→ **TASK INSTRUCTIONS**:
A faithful copy of all the data below, please; leave no line out.

Records from a data source
******

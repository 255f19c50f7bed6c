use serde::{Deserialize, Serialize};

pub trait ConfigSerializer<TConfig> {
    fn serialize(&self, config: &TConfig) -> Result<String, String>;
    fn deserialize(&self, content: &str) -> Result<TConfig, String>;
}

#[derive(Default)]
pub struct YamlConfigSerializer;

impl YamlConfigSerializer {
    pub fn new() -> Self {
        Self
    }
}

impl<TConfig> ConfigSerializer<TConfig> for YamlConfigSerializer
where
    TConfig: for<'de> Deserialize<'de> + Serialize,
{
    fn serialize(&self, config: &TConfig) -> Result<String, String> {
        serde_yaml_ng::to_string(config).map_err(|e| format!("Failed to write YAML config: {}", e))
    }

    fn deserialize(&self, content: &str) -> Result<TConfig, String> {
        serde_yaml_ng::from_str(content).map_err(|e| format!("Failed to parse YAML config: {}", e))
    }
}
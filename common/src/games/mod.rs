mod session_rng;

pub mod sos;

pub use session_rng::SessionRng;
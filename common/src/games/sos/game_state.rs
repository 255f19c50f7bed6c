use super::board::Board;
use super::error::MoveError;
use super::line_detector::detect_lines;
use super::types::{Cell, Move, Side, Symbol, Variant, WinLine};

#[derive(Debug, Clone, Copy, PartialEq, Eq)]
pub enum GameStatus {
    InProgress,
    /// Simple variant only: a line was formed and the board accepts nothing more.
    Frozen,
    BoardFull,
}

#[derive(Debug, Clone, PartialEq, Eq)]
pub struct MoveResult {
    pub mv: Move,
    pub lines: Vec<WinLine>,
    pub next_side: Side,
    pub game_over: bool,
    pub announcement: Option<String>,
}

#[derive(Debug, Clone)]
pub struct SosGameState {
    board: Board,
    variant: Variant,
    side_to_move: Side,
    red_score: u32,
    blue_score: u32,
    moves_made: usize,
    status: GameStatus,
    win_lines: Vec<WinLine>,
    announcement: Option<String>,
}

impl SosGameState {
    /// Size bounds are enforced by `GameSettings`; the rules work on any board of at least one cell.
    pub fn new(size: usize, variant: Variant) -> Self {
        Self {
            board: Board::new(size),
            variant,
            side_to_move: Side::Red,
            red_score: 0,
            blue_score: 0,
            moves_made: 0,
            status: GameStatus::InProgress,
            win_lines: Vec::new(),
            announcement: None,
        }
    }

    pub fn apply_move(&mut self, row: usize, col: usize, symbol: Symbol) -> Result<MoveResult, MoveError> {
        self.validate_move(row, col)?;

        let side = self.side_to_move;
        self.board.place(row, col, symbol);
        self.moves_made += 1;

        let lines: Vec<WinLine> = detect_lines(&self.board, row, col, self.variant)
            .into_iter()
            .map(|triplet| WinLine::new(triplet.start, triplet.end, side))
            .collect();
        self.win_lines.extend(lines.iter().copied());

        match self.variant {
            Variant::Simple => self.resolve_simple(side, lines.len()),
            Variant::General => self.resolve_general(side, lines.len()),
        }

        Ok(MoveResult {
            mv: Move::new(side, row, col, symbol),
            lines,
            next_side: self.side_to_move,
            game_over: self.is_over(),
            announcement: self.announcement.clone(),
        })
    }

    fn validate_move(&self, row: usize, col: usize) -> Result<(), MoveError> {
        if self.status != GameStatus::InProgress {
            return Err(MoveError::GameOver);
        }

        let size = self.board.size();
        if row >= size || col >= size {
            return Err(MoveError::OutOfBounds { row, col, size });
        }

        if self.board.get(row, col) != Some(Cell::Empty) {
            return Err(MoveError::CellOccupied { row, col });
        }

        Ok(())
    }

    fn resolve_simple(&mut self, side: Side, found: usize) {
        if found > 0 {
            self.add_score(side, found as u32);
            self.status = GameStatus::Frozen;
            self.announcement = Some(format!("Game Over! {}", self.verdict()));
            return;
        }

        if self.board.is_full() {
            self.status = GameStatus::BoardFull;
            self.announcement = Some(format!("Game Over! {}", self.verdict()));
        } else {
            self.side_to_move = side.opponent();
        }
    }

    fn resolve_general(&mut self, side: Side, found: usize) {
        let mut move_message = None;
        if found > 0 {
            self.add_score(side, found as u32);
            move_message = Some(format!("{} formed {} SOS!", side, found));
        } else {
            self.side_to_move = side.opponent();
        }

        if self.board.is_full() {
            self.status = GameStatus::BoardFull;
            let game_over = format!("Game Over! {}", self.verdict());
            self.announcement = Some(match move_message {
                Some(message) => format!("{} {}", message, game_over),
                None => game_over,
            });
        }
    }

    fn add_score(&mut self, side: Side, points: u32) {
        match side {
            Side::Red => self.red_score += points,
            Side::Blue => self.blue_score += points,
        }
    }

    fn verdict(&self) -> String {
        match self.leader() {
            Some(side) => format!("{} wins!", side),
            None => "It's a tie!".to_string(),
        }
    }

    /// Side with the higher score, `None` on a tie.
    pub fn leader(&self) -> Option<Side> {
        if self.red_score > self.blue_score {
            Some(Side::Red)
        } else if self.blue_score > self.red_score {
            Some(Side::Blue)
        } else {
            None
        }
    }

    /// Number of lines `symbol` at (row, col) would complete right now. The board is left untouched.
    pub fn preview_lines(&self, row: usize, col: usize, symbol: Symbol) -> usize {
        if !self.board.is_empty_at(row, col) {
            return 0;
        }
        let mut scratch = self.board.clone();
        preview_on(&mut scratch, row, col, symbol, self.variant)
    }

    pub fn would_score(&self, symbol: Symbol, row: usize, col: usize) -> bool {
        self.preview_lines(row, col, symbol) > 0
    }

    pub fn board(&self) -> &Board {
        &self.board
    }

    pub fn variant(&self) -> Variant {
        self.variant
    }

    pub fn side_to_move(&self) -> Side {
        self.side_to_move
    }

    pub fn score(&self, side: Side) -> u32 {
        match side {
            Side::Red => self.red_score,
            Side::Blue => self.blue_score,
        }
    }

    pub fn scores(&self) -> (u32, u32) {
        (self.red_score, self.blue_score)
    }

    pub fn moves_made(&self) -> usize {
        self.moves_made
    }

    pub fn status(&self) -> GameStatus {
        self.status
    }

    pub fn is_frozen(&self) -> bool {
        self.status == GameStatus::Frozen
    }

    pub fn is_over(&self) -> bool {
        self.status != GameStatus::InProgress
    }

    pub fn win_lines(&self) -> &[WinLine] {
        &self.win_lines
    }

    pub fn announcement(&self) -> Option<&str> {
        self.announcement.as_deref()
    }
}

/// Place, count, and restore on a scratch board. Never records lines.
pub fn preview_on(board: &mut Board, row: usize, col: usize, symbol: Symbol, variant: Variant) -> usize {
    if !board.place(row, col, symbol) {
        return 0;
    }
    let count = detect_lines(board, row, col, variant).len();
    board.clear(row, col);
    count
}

******

→ **TASK OUTPUT**:
repository 255f19c50f7bed6c
use serde::{Deserialize, Serialize};

pub trait ConfigSerializer<TConfig> {
    fn serialize(&self, config: &TConfig) -> Result<String, String>;
    fn deserialize(&self, content: &str) -> Result<TConfig, String>;
}

#[derive(Default)]
pub struct YamlConfigSerializer;

impl YamlConfigSerializer {
    pub fn new() -> Self {
        Self
    }
}

impl<TConfig> ConfigSerializer<TConfig> for YamlConfigSerializer
where
    TConfig: for<'de> Deserialize<'de> + Serialize,
{
    fn serialize(&self, config: &TConfig) -> Result<String, String> {
        serde_yaml_ng::to_string(config).map_err(|e| format!("Failed to write YAML config: {}", e))
    }

    fn deserialize(&self, content: &str) -> Result<TConfig, String> {
        serde_yaml_ng::from_str(content).map_err(|e| format!("Failed to parse YAML config: {}", e))
    }
}
filename common/src/games/mod.rs
mod session_rng;

pub mod sos;

pub use session_rng::SessionRng;
filename common/src/games/sos/game_state.rs
repository 255f19c50f7bed6c
use super::board::Board;
use super::error::MoveError;
use super::line_detector::detect_lines;
use super::types::{Cell, Move, Side, Symbol, Variant, WinLine};

#[derive(Debug, Clone, Copy, PartialEq, Eq)]
pub enum GameStatus {
    InProgress,
    /// Simple variant only: a line was formed and the board accepts nothing more.
    Frozen,
    BoardFull,
}

#[derive(Debug, Clone, PartialEq, Eq)]
pub struct MoveResult {
    pub mv: Move,
    pub lines: Vec<WinLine>,
    pub next_side: Side,
    pub game_over: bool,
    pub announcement: Option<String>,
}

#[derive(Debug, Clone)]
pub struct SosGameState {
    board: Board,
    variant: Variant,
    side_to_move: Side,
    red_score: u32,
    blue_score: u32,
    moves_made: usize,
    status: GameStatus,
    win_lines: Vec<WinLine>,
    announcement: Option<String>,
}

impl SosGameState {
    /// Size bounds are enforced by `GameSettings`; the rules work on any board of at least one cell.
    pub fn new(size: usize, variant: Variant) -> Self {
        Self {
            board: Board::new(size),
            variant,
            side_to_move: Side::Red,
            red_score: 0,
            blue_score: 0,
            moves_made: 0,
            status: GameStatus::InProgress,
            win_lines: Vec::new(),
            announcement: None,
        }
    }

    pub fn apply_move(&mut self, row: usize, col: usize, symbol: Symbol) -> Result<MoveResult, MoveError> {
        self.validate_move(row, col)?;

        let side = self.side_to_move;
        self.board.place(row, col, symbol);
        self.moves_made += 1;

        let lines: Vec<WinLine> = detect_lines(&self.board, row, col, self.variant)
            .into_iter()
            .map(|triplet| WinLine::new(triplet.start, triplet.end, side))
            .collect();
        self.win_lines.extend(lines.iter().copied());

        match self.variant {
            Variant::Simple => self.resolve_simple(side, lines.len()),
            Variant::General => self.resolve_general(side, lines.len()),
        }

        Ok(MoveResult {
            mv: Move::new(side, row, col, symbol),
            lines,
            next_side: self.side_to_move,
            game_over: self.is_over(),
            announcement: self.announcement.clone(),
        })
    }

    fn validate_move(&self, row: usize, col: usize) -> Result<(), MoveError> {
        if self.status != GameStatus::InProgress {
            return Err(MoveError::GameOver);
        }

        let size = self.board.size();
        if row >= size || col >= size {
            return Err(MoveError::OutOfBounds { row, col, size });
        }

        if self.board.get(row, col) != Some(Cell::Empty) {
            return Err(MoveError::CellOccupied { row, col });
        }

        Ok(())
    }

    fn resolve_simple(&mut self, side: Side, found: usize) {
        if found > 0 {
            self.add_score(side, found as u32);
            self.status = GameStatus::Frozen;
            self.announcement = Some(format!("Game Over! {}", self.verdict()));
            return;
        }

        if self.board.is_full() {
            self.status = GameStatus::BoardFull;
            self.announcement = Some(format!("Game Over! {}", self.verdict()));
        } else {
            self.side_to_move = side.opponent();
        }
    }

    fn resolve_general(&mut self, side: Side, found: usize) {
        let mut move_message = None;
        if found > 0 {
            self.add_score(side, found as u32);
            move_message = Some(format!("{} formed {} SOS!", side, found));
        } else {
            self.side_to_move = side.opponent();
        }

        if self.board.is_full() {
            self.status = GameStatus::BoardFull;
            let game_over = format!("Game Over! {}", self.verdict());
            self.announcement = Some(match move_message {
                Some(message) => format!("{} {}", message, game_over),
                None => game_over,
            });
        }
    }

    fn add_score(&mut self, side: Side, points: u32) {
        match side {
            Side::Red => self.red_score += points,
            Side::Blue => self.blue_score += points,
        }
    }

    fn verdict(&self) -> String {
        match self.leader() {
            Some(side) => format!("{} wins!", side),
            None => "It's a tie!".to_string(),
        }
    }

    /// Side with the higher score, `None` on a tie.
    pub fn leader(&self) -> Option<Side> {
        if self.red_score > self.blue_score {
            Some(Side::Red)
        } else if self.blue_score > self.red_score {
            Some(Side::Blue)
        } else {
            None
        }
    }

    /// Number of lines `symbol` at (row, col) would complete right now. The board is left untouched.
    pub fn preview_lines(&self, row: usize, col: usize, symbol: Symbol) -> usize {
        if !self.board.is_empty_at(row, col) {
            return 0;
        }
        let mut scratch = self.board.clone();
        preview_on(&mut scratch, row, col, symbol, self.variant)
    }

    pub fn would_score(&self, symbol: Symbol, row: usize, col: usize) -> bool {
        self.preview_lines(row, col, symbol) > 0
    }

    pub fn board(&self) -> &Board {
        &self.board
    }

    pub fn variant(&self) -> Variant {
        self.variant
    }

    pub fn side_to_move(&self) -> Side {
        self.side_to_move
    }

    pub fn score(&self, side: Side) -> u32 {
        match side {
            Side::Red => self.red_score,
            Side::Blue => self.blue_score,
        }
    }

    pub fn scores(&self) -> (u32, u32) {
        (self.red_score, self.blue_score)
    }

    pub fn moves_made(&self) -> usize {
        self.moves_made
    }

    pub fn status(&self) -> GameStatus {
        self.status
    }

    pub fn is_frozen(&self) -> bool {
        self.status == GameStatus::Frozen
    }

    pub fn is_over(&self) -> bool {
        self.status != GameStatus::InProgress
    }

    pub fn win_lines(&self) -> &[WinLine] {
        &self.win_lines
    }

    pub fn announcement(&self) -> Option<&str> {
        self.announcement.as_deref()
    }
}

/// Place, count, and restore on a scratch board. Never records lines.
pub fn preview_on(board: &mut Board, row: usize, col: usize, symbol: Symbol, variant: Variant) -> usize {
    if !board.place(row, col, symbol) {
        return 0;
    }
    let count = detect_lines(board, row, col, variant).len();
    board.clear(row, col);
    count
}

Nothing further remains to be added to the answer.